Understood, thanks Chris. For now, only office personnel is accessing
the web app behind a firewall, and others (including myself) access
via laptop and mobile devices outside of the office via HTTP, so NIO
is sufficient for now, until I'm ready to go HTTPS/SSL via APR.

>> That depends upon what you want to accomplish. You can get messages
>> about JDBC resource management problems without writing any
>> interceptors at all.
>>>>>

Okay, well,  I'm using JPA to access JTA managed datasource (Apache
Derby), and I really don't think I have any JDBC resource management
issues.

>>
>> That depends upon what you mean by "clustering". If you want to serve
>> more clients (or have fault-tolerance), then "clustering" is a good
>> idea. "Clustering" means different things to different people. If you
>> just want to scale horizontally (more app servers) and use simple
>> load-balancing, that can be considered a cluster.
>

For now, I want a cluster of at least 2 or 3 tomcat servers for
fault-tolerance and load balancing.

>
> When I mention thread programming, I mean WebApps that start (Java) threads
> to do background work, like import data, send automatica notifications, and
> so on.
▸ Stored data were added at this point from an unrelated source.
pub mod detail;
pub mod panel;
pub mod ranking;

pub use detail::{DetailBar, DetailCard, DetailCardController, Rgb};
pub use panel::{Panel, Visibility};
pub use ranking::{RankingCard, RankingCardController, YearSelection};

use crate::config::OverlayConfig;
use crate::error::OverlayError;
use crate::model::YearData;
use crate::placement::Surface;
use crate::score::ScoreModel;

/// Host-provided collaborators of a ranking show.
#[derive(Clone, Copy)]
pub struct Collaborators<'a> {
    pub surface: &'a dyn Surface,
    pub data: &'a dyn YearData,
    pub score: &'a dyn ScoreModel,
}

/// Owns both overlay cards and the host's initialization phase.
///
/// `attach` is called once the container exists, `mark_trend_ready` once the trend view can
/// deliver point clicks. Shows work before `attach` (they fall back to the viewport); trend
/// clicks before `mark_trend_ready` are dropped.
#[derive(Debug, Clone, Default)]
pub struct OverlayHost {
    pub detail: DetailCardController,
    pub ranking: RankingCardController,
    trend_ready: bool,
}

impl OverlayHost {
    pub fn new(cfg: OverlayConfig) -> Self {
        Self {
            detail: DetailCardController::new(cfg.clone()),
            ranking: RankingCardController::new(cfg),
            trend_ready: false,
        }
    }

    pub fn attach(&mut self, surface: &dyn Surface) -> Result<(), OverlayError> {
        let Some(rect) = surface.container_rect() else {
            return Err(OverlayError::ContainerMissing);
        };
        if self.detail.attach() {
            tracing::info!(?rect, "detail card attached to container");
        }
        if self.ranking.attach() {
            tracing::info!(?rect, "ranking card attached to container");
        }
        Ok(())
    }

    pub fn is_attached(&self) -> bool {
        self.detail.panel().is_attached() && self.ranking.panel().is_attached()
    }

    pub fn mark_trend_ready(&mut self) {
        if !self.trend_ready {
            tracing::info!("trend view ready; point clicks open the ranking card");
        }
        self.trend_ready = true;
    }

    pub fn is_trend_ready(&self) -> bool {
        self.trend_ready
    }

    /// A trend point was clicked. Returns whether the click was handled.
    pub fn on_trend_point_clicked(&mut self, cx: &Collaborators<'_>, sel: &YearSelection) -> bool {
        if !self.trend_ready {
            tracing::debug!(year = sel.year, "trend click before ready, ignored");
            return false;
        }
        self.ranking.show(cx, sel);
        true
    }

    pub fn hide_all(&mut self) {
        self.detail.hide();
        self.ranking.hide();
    }
}
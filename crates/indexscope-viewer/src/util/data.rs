use anyhow::Context;
use indexscope_core::{Datasets, DimensionDef, Entity, Grouping};
use std::fs;
use std::path::Path;

use crate::util::ids::stable_u32;

pub const DEMO_YEARS: std::ops::RangeInclusive<i32> = 2020..=2024;

pub fn load_datasets(path: &Path) -> anyhow::Result<Datasets> {
    let raw = fs::read_to_string(path)
        .with_context(|| format!("failed to read dataset {}", path.display()))?;
    let data: Datasets = serde_json::from_str(&raw)
        .with_context(|| format!("failed to parse dataset {}", path.display()))?;
    if data.dimensions.is_empty() {
        anyhow::bail!("dataset {} declares no dimensions", path.display());
    }
    Ok(data)
}

/// Configured file, or the demo dataset when none is set or it fails to load.
pub fn load_or_demo(path: Option<&Path>) -> Datasets {
    let Some(path) = path else {
        tracing::info!("no dataset configured, using demo data");
        return demo_datasets();
    };
    match load_datasets(path) {
        Ok(data) => {
            tracing::info!(
                path = %path.display(),
                groupings = data.groupings.len(),
                "dataset loaded"
            );
            data
        }
        Err(err) => {
            tracing::error!(error = %format!("{err:#}"), "dataset unavailable, using demo data");
            demo_datasets()
        }
    }
}

fn demo_dimensions() -> Vec<DimensionDef> {
    vec![
        DimensionDef::new("life", "Life satisfaction"),
        DimensionDef::new("income", "Income"),
        DimensionDef::new("jobs", "Jobs"),
        DimensionDef::new("health", "Health"),
        DimensionDef::new("education", "Education"),
        DimensionDef::new("safety", "Safety"),
    ]
}

fn demo_members(grouping: &Grouping) -> &'static [&'static str] {
    match grouping {
        Grouping::Region => &["North", "South", "East", "West", "Capital"],
        Grouping::AgeGroup => &["18-29", "30-44", "45-59", "60+"],
        Grouping::Gender => &["Female", "Male"],
        Grouping::SettlementType => &["Urban", "Rural"],
        Grouping::Other(_) => &[],
    }
}

// 1.0..=9.9 with a small per-year drift
fn demo_score(name: &str, dim: &str, year: i32) -> f64 {
    let base = 2.0 + f64::from(stable_u32(&format!("{name}/{dim}")) % 60) / 10.0;
    let step = f64::from(stable_u32(&format!("{name}/{dim}/{year}")) % 7) / 10.0 - 0.3;
    let drift = f64::from(year - *DEMO_YEARS.start()) * step;
    ((base + drift) * 10.0).round().clamp(10.0, 99.0) / 10.0
}

pub fn demo_datasets() -> Datasets {
    let dims = demo_dimensions();
    let mut data = Datasets {
        dimensions: dims.clone(),
        ..Datasets::default()
    };
    for grouping in Grouping::KNOWN {
        for year in DEMO_YEARS {
            let entities = demo_members(&grouping)
                .iter()
                // the capital joined the survey one year late
                .filter(|name| !(**name == "Capital" && year == *DEMO_YEARS.start()))
                .map(|name| {
                    dims.iter().fold(Entity::new(*name), |e, d| {
                        e.with_dim(d.key.clone(), demo_score(name, &d.key, year))
                    })
                })
                .collect();
            data.insert(grouping.clone(), year, entities);
        }
    }
    data
}
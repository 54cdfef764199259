use bevy::prelude::ResMut;
use bevy_egui::{egui, EguiContexts};

use crate::trend::ViewerState;

pub fn handle_shortcuts(mut contexts: EguiContexts, mut st: ResMut<ViewerState>) {
    let ctx = contexts.ctx_mut();
    if ctx.wants_keyboard_input() {
        return;
    }
    if ctx.input(|i| i.key_pressed(egui::Key::Escape)) {
        st.overlays.hide_all();
        st.trend.hovered = None;
        st.ui.hovered_row = None;
    }
}
pub mod config;
pub mod data;
pub mod ids;
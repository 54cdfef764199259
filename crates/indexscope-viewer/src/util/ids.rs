use bevy_egui::egui;
use indexscope_core::Rgb;
use std::hash::{Hash, Hasher};

pub fn stable_u32(s: &str) -> u32 {
    let mut h = std::collections::hash_map::DefaultHasher::new();
    s.hash(&mut h);
    (h.finish() & 0xFFFF_FFFF) as u32
}

// tableau10
const PALETTE: [Rgb; 10] = [
    [78, 121, 167],
    [242, 142, 43],
    [225, 87, 89],
    [118, 183, 178],
    [89, 161, 79],
    [237, 201, 72],
    [176, 122, 161],
    [255, 157, 167],
    [156, 117, 95],
    [186, 176, 172],
];

/// Color of the i-th dimension; wraps after ten.
pub fn dimension_color(index: usize) -> Rgb {
    PALETTE[index % PALETTE.len()]
}

/// Trend line color, fixed per entity name.
pub fn entity_color(name: &str) -> Rgb {
    PALETTE[stable_u32(name) as usize % PALETTE.len()]
}

pub fn to_color32(rgb: Rgb) -> egui::Color32 {
    egui::Color32::from_rgb(rgb[0], rgb[1], rgb[2])
}

#[cfg(test)]
mod tests {
    use super::*;

    #[test]
    fn dimension_colors_follow_order_and_wrap() {
        assert_eq!(dimension_color(0), PALETTE[0]);
        assert_eq!(dimension_color(3), PALETTE[3]);
        assert_eq!(dimension_color(12), PALETTE[2]);
    }

    #[test]
    fn entity_color_is_stable() {
        assert_eq!(entity_color("North"), entity_color("North"));
    }
}
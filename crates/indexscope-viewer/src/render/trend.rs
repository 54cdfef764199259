use bevy::prelude::ResMut;
use bevy_egui::{egui, EguiContexts};
use indexscope_core::{Collaborators, Point, YearData, YearSelection};

use crate::trend::model::{hit_test, PlotFrame};
use crate::trend::ViewerState;
use crate::ui::layout::{to_core_rect, UiLayout};
use crate::util::ids::{dimension_color, entity_color, to_color32};

const DOT_RADIUS: f32 = 4.0;
const HIT_RADIUS: f32 = 8.0;

fn pos(p: Point) -> egui::Pos2 {
    egui::pos2(p.x, p.y)
}

pub fn trend_view(
    mut contexts: EguiContexts,
    st: ResMut<ViewerState>,
    mut layout: ResMut<UiLayout>,
) {
    let ctx = contexts.ctx_mut();
    let st = st.into_inner();
    layout.screen_rect = ctx.screen_rect();

    egui::CentralPanel::default().show(ctx, |ui| {
        let (rect, response) =
            ui.allocate_exact_size(ui.available_size(), egui::Sense::click());
        layout.content_rect = rect;
        let painter = ui.painter_at(rect);

        let years = st.data.years(&st.ui.grouping);
        let Some(frame) = PlotFrame::new(to_core_rect(rect), &years) else {
            painter.text(
                rect.center(),
                egui::Align2::CENTER_CENTER,
                format!("No data for {}", st.ui.grouping),
                egui::FontId::proportional(14.0),
                ui.visuals().weak_text_color(),
            );
            return;
        };

        draw_axes(&painter, &frame, &years, ui.visuals());
        draw_series(&painter, &frame, st);

        let surface: &UiLayout = &layout;
        if !st.overlays.is_attached() {
            if let Err(err) = st.overlays.attach(surface) {
                tracing::warn!(%err, "overlay attach deferred");
            }
        }
        // dots exist from here on
        st.overlays.mark_trend_ready();

        let pointer = response.hover_pos().map(|p| Point::new(p.x, p.y));
        let hit = pointer.and_then(|p| hit_test(&st.trend.series, &frame, p, HIT_RADIUS));

        match (&hit, pointer) {
            (Some(point), Some(p)) => {
                if st.trend.hovered.as_ref() != Some(point) {
                    let entity = st
                        .data
                        .year_data(&st.ui.grouping, point.year)
                        .and_then(|rows| rows.iter().find(|e| e.name == point.name));
                    if let Some(entity) = entity {
                        st.overlays.detail.show(
                            surface,
                            entity,
                            p,
                            &st.data.dimensions,
                            &dimension_color,
                        );
                    }
                    st.trend.hovered = Some(point.clone());
                }
            }
            _ => {
                if st.trend.hovered.take().is_some() {
                    st.overlays.detail.hide();
                }
            }
        }

        if response.clicked() {
            if let (Some(point), Some(p)) = (&hit, pointer) {
                let sel = YearSelection {
                    year: point.year,
                    pointer: p,
                    grouping: st.ui.grouping.clone(),
                };
                let cx = Collaborators {
                    surface,
                    data: &st.data,
                    score: &st.score,
                };
                st.overlays.on_trend_point_clicked(&cx, &sel);
            }
        }
    });
}

fn draw_axes(painter: &egui::Painter, frame: &PlotFrame, years: &[i32], visuals: &egui::Visuals) {
    let grid = egui::Stroke::new(1.0, visuals.weak_text_color().gamma_multiply(0.3));
    let text = visuals.weak_text_color();
    let font = egui::FontId::proportional(11.0);
    let left = frame.year_x(frame.first_year);
    let right = frame.year_x(frame.last_year);

    for tick in (0..=10).step_by(2) {
        let y = frame.score_y(f64::from(tick));
        painter.line_segment([egui::pos2(left, y), egui::pos2(right, y)], grid);
        painter.text(
            egui::pos2(left - 8.0, y),
            egui::Align2::RIGHT_CENTER,
            tick.to_string(),
            font.clone(),
            text,
        );
    }
    let base = frame.score_y(0.0);
    for year in years {
        painter.text(
            egui::pos2(frame.year_x(*year), base + 14.0),
            egui::Align2::CENTER_CENTER,
            year.to_string(),
            font.clone(),
            text,
        );
    }
}

fn draw_series(painter: &egui::Painter, frame: &PlotFrame, st: &ViewerState) {
    let any_glow = !st.trend.glow.is_empty();
    for s in &st.trend.series {
        let glowing = st.is_highlighted(&s.name);
        let mut color = to_color32(entity_color(&s.name));
        if any_glow && !glowing {
            color = color.gamma_multiply(0.35);
        }
        let width = if glowing { 3.5 } else { 1.5 };

        let pts: Vec<egui::Pos2> = s
            .points
            .iter()
            .map(|(year, score)| pos(frame.to_screen(*year, *score)))
            .collect();
        for pair in pts.windows(2) {
            painter.line_segment([pair[0], pair[1]], egui::Stroke::new(width, color));
        }
        for (i, p) in pts.iter().enumerate() {
            let hovered = st
                .trend
                .hovered
                .as_ref()
                .map(|h| h.name == s.name && h.year == s.points[i].0)
                .unwrap_or(false);
            let r = if hovered { DOT_RADIUS + 2.0 } else { DOT_RADIUS };
            painter.circle_filled(*p, r, color);
        }
        if let Some(last) = pts.last() {
            painter.text(
                *last + egui::vec2(8.0, 0.0),
                egui::Align2::LEFT_CENTER,
                &s.name,
                egui::FontId::proportional(11.0),
                color,
            );
        }
    }
}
I know it is a (almost) bad practice to have web apps creating
> threads, but this is so common in real world enterprise apps!
>

Yes, I read that it is not good for web apps to start (Java) threads
to do background work, and per that advise, I have avoided that for
now. so far, I have used @Asynchronous and @Schedule, very minimally.

>
>>
>> In the Java world, most people would only call it a consider it a
>> "cluster" if the app servers actually know about each other -- for
>> instance, if you are using session replication. IMO session
>> replication is a dog, and there are better ways to achieve similar
>> goals that yield much higher performance.

Chris, I'm glad you mentioned, "IMO session replication is a dog",
because honestly, I would love to avoid some of the pre-work required
to prepare my app for session replication. I'm definitely interested
in the 'better ways to achieve similar goals. I would love to have 2
or 3 instances of my web app accessing one database (Derby, at the
present), and all 2 or 3 instances actually knowing about each other.